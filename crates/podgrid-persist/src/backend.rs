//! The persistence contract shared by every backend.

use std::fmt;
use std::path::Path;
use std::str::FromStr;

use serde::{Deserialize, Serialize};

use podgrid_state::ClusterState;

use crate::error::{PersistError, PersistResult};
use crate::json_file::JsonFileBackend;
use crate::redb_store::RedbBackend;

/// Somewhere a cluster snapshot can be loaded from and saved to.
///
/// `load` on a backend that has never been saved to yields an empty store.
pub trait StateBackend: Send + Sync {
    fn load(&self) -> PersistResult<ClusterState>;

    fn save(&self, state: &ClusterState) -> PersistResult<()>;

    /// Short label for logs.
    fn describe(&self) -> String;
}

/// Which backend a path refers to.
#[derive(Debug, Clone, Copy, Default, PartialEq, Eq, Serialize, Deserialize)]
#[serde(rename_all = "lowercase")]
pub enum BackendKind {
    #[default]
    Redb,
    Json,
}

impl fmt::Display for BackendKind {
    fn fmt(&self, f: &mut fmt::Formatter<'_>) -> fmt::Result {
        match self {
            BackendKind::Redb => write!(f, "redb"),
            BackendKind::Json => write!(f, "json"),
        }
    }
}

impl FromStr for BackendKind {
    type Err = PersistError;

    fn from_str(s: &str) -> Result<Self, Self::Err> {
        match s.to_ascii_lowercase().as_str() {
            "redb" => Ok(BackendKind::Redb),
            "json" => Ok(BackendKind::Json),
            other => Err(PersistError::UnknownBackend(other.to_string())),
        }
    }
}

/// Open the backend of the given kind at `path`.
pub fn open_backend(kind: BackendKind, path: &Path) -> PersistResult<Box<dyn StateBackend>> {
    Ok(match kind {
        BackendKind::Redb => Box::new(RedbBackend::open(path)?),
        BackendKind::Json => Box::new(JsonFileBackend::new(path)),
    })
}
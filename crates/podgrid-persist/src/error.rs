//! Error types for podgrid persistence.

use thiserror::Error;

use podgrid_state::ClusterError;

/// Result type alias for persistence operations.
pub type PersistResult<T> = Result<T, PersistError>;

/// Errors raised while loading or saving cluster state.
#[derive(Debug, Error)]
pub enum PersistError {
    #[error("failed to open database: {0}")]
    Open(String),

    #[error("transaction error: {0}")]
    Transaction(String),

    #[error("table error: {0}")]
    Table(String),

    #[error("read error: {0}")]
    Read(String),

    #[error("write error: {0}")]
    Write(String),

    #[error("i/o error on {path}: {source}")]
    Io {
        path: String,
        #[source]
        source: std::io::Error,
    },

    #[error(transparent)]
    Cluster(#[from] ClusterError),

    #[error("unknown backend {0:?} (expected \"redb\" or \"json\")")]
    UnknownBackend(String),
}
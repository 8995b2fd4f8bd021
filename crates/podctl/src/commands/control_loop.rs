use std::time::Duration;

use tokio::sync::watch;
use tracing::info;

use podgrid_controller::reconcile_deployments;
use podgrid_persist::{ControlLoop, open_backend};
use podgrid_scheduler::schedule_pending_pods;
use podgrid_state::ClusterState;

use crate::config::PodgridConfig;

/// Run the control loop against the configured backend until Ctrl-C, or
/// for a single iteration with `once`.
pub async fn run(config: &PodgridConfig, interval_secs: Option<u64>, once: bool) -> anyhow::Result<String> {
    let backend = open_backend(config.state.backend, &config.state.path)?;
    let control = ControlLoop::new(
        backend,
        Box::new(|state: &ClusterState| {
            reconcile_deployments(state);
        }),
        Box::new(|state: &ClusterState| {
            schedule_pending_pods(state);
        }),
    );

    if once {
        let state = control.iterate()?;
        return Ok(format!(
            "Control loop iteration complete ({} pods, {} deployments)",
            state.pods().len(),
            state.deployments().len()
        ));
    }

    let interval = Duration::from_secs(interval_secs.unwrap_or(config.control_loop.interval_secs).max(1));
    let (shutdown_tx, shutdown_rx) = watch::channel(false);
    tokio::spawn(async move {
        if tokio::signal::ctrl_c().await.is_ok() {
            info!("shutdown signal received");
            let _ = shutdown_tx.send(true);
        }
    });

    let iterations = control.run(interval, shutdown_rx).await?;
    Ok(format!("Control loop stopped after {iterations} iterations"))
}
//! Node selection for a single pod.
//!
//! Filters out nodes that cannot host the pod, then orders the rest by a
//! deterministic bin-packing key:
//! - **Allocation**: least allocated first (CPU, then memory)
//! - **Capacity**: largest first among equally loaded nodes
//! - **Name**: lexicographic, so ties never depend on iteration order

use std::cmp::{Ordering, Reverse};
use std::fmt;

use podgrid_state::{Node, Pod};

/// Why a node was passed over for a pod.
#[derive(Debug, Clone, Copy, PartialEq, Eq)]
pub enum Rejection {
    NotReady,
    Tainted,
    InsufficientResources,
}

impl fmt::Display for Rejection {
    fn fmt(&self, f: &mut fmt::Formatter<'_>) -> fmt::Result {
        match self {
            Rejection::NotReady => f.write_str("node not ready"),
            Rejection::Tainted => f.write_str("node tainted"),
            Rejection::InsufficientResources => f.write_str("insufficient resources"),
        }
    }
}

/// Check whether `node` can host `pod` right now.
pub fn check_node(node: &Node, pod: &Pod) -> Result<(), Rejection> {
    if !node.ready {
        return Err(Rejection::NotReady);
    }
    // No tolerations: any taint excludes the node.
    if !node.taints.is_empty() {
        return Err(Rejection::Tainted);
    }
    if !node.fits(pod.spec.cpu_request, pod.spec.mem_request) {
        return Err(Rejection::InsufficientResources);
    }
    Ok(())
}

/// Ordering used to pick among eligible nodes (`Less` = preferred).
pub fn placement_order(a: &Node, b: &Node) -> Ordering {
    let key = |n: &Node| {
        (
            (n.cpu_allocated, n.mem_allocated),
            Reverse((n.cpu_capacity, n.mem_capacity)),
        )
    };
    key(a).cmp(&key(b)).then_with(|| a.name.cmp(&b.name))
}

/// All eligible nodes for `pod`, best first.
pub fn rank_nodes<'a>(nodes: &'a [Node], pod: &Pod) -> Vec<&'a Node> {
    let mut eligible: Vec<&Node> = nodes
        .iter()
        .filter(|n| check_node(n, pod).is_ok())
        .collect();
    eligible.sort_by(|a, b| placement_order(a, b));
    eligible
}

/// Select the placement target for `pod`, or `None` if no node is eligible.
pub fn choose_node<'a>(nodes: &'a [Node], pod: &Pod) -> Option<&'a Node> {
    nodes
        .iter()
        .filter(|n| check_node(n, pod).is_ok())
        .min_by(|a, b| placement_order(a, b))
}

▬▬▬▬▬▬

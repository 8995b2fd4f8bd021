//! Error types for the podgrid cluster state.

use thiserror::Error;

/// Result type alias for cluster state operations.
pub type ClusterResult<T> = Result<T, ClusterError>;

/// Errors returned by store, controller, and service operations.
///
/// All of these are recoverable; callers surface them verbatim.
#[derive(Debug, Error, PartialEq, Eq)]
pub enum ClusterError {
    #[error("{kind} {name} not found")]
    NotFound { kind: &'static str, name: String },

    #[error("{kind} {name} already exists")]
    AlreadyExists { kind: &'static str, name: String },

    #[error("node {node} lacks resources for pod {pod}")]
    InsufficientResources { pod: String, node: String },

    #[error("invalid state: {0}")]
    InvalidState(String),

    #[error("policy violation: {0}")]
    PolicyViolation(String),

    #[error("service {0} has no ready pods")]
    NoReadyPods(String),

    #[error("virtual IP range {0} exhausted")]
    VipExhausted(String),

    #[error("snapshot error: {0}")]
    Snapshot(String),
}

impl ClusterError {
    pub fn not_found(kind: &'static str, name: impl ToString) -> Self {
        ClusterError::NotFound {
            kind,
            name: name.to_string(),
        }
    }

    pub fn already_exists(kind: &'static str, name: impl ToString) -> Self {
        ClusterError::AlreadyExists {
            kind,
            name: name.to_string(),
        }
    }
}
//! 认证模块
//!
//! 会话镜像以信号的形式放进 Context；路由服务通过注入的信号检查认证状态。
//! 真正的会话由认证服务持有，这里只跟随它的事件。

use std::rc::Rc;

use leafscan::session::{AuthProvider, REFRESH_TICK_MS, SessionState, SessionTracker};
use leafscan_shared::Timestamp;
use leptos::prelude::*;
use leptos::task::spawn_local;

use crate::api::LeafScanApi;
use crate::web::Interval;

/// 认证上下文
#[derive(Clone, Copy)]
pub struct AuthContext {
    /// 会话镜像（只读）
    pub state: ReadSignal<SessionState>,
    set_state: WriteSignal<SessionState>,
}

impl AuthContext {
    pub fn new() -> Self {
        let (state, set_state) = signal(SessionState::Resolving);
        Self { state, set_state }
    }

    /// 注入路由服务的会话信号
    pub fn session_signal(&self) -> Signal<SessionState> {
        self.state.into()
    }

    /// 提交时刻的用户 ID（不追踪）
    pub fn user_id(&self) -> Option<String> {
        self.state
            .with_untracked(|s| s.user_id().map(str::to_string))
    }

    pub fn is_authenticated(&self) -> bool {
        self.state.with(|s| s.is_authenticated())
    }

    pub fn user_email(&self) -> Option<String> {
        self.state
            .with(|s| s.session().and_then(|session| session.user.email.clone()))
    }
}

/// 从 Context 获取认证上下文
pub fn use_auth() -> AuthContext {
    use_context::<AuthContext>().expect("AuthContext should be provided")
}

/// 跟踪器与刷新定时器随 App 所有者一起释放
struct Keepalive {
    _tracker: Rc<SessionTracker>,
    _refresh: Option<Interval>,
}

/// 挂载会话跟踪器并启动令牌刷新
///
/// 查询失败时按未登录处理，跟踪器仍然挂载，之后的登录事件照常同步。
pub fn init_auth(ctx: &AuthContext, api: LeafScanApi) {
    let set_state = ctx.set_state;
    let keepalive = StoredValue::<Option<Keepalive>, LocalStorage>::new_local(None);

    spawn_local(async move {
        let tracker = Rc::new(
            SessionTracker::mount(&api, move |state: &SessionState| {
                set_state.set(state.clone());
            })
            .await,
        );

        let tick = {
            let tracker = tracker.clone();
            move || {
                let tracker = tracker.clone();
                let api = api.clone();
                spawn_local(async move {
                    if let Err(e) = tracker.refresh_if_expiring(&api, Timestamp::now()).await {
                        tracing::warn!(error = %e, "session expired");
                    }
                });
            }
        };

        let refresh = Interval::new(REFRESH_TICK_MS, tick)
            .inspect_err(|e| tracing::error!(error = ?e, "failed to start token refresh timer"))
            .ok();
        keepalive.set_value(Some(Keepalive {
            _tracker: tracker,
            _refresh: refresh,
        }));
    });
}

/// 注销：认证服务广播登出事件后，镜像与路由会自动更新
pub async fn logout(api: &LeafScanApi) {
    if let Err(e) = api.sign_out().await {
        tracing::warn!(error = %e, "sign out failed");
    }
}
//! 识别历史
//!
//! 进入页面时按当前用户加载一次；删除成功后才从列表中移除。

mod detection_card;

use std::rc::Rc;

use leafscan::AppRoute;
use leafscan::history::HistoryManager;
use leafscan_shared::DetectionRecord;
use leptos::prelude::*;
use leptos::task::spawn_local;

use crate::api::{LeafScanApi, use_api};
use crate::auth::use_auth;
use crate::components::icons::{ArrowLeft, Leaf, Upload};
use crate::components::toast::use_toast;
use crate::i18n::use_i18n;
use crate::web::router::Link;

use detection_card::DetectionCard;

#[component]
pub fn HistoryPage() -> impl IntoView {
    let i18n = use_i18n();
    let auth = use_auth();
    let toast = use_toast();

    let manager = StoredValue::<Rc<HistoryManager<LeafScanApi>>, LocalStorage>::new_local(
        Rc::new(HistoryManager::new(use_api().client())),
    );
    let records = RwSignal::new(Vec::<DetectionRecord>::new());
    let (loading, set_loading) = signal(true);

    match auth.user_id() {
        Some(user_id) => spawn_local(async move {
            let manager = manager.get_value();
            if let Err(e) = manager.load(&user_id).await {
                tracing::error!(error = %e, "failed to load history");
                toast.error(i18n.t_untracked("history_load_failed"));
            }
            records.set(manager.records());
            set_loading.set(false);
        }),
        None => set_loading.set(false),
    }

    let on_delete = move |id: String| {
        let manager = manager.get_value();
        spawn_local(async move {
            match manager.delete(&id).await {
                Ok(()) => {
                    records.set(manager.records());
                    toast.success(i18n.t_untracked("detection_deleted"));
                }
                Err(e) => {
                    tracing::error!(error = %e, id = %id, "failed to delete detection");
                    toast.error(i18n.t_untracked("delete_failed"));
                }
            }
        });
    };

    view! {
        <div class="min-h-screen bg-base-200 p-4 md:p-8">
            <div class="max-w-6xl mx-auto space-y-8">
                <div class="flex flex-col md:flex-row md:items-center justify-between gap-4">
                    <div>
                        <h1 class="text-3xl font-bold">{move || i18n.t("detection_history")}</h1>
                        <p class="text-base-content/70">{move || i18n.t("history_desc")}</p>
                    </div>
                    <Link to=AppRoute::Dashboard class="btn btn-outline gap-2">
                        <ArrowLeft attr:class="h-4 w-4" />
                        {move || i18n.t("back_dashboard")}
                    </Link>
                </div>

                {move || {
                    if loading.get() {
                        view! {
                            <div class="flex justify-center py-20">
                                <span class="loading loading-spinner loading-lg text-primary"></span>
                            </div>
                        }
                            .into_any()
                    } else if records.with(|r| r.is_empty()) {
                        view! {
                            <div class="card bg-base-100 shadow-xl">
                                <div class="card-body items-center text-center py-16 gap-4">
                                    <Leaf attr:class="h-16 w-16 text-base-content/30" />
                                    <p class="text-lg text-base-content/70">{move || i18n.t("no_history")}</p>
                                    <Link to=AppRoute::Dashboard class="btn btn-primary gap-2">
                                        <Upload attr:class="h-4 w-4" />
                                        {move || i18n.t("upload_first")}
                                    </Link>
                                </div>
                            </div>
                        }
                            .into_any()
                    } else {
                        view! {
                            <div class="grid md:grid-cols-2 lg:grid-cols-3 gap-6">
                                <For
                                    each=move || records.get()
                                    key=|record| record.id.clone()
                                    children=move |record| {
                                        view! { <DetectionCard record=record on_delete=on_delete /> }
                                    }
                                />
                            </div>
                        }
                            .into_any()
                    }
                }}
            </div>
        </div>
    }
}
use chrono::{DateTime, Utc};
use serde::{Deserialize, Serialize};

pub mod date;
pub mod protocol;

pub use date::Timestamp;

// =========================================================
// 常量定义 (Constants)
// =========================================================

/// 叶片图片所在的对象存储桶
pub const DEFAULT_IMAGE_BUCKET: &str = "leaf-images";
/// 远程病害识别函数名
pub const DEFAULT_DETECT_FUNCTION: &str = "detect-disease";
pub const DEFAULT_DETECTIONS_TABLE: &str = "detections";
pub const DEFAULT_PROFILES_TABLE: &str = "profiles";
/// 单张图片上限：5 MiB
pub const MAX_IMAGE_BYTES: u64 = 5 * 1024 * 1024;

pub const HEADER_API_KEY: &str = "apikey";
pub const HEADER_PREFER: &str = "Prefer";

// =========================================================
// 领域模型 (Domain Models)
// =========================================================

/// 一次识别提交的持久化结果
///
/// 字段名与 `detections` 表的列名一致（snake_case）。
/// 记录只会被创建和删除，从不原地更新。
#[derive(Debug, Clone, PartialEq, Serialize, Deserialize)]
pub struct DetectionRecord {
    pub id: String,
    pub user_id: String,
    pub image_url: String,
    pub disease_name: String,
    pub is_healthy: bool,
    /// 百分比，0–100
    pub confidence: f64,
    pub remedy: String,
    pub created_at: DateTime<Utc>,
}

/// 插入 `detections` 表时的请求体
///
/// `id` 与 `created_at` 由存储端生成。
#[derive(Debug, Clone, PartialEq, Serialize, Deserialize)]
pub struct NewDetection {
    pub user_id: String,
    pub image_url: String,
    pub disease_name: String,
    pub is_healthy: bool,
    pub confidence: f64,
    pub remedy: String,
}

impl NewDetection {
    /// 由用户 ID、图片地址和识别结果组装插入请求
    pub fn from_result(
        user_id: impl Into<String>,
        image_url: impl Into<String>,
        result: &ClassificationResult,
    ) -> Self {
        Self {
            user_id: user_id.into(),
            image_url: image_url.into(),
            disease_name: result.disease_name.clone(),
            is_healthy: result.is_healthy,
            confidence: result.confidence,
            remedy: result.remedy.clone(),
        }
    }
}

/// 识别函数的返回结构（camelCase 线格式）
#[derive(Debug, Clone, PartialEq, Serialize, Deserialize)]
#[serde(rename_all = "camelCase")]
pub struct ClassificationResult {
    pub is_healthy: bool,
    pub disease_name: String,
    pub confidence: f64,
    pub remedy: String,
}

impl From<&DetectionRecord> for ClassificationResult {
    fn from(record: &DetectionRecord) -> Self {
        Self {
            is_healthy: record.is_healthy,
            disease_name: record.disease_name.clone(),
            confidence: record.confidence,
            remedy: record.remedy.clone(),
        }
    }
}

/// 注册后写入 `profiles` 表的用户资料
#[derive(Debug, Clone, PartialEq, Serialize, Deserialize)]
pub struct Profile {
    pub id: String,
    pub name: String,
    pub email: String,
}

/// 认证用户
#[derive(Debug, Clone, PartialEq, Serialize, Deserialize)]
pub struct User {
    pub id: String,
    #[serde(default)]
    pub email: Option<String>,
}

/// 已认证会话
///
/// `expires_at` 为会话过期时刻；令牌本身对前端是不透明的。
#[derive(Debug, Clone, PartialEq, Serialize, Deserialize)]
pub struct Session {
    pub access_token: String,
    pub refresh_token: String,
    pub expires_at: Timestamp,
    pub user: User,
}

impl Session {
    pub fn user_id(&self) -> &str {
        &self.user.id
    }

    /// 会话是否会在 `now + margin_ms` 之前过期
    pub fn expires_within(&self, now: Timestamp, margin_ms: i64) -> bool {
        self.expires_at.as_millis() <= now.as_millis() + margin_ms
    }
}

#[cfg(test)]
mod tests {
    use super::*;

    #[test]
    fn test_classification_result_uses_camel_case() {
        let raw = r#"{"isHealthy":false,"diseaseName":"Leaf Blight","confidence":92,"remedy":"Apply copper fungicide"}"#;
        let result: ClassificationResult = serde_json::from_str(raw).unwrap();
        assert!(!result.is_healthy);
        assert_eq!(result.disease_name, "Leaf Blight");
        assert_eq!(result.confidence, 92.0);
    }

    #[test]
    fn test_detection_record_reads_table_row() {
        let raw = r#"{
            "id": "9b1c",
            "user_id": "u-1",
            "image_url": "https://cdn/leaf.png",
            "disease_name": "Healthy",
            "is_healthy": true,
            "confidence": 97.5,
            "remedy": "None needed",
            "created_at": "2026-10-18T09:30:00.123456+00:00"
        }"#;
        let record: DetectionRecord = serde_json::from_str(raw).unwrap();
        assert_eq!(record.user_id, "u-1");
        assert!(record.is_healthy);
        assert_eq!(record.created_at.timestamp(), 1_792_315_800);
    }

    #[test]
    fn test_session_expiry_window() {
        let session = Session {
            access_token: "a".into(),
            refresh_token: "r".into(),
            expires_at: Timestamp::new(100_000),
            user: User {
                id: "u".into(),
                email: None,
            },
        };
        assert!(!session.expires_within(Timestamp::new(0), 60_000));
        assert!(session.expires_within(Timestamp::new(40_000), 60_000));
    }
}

▬▬▬▬▬▬

Using the entries above, extract exactly the span from the line with "filename crates/podgrid-persist/src/backend.rs" to the line with "impl fmt::Display for BackendKind", both lines included; leave out everything else.

Output for this exercise ::
filename crates/podgrid-persist/src/backend.rs
//! The persistence contract shared by every backend.

use std::fmt;
use std::path::Path;
use std::str::FromStr;

use serde::{Deserialize, Serialize};

use podgrid_state::ClusterState;

use crate::error::{PersistError, PersistResult};
use crate::json_file::JsonFileBackend;
use crate::redb_store::RedbBackend;

/// Somewhere a cluster snapshot can be loaded from and saved to.
///
/// `load` on a backend that has never been saved to yields an empty store.
pub trait StateBackend: Send + Sync {
    fn load(&self) -> PersistResult<ClusterState>;

    fn save(&self, state: &ClusterState) -> PersistResult<()>;

    /// Short label for logs.
    fn describe(&self) -> String;
}

/// Which backend a path refers to.
#[derive(Debug, Clone, Copy, Default, PartialEq, Eq, Serialize, Deserialize)]
#[serde(rename_all = "lowercase")]
pub enum BackendKind {
    #[default]
    Redb,
    Json,
}

impl fmt::Display for BackendKind {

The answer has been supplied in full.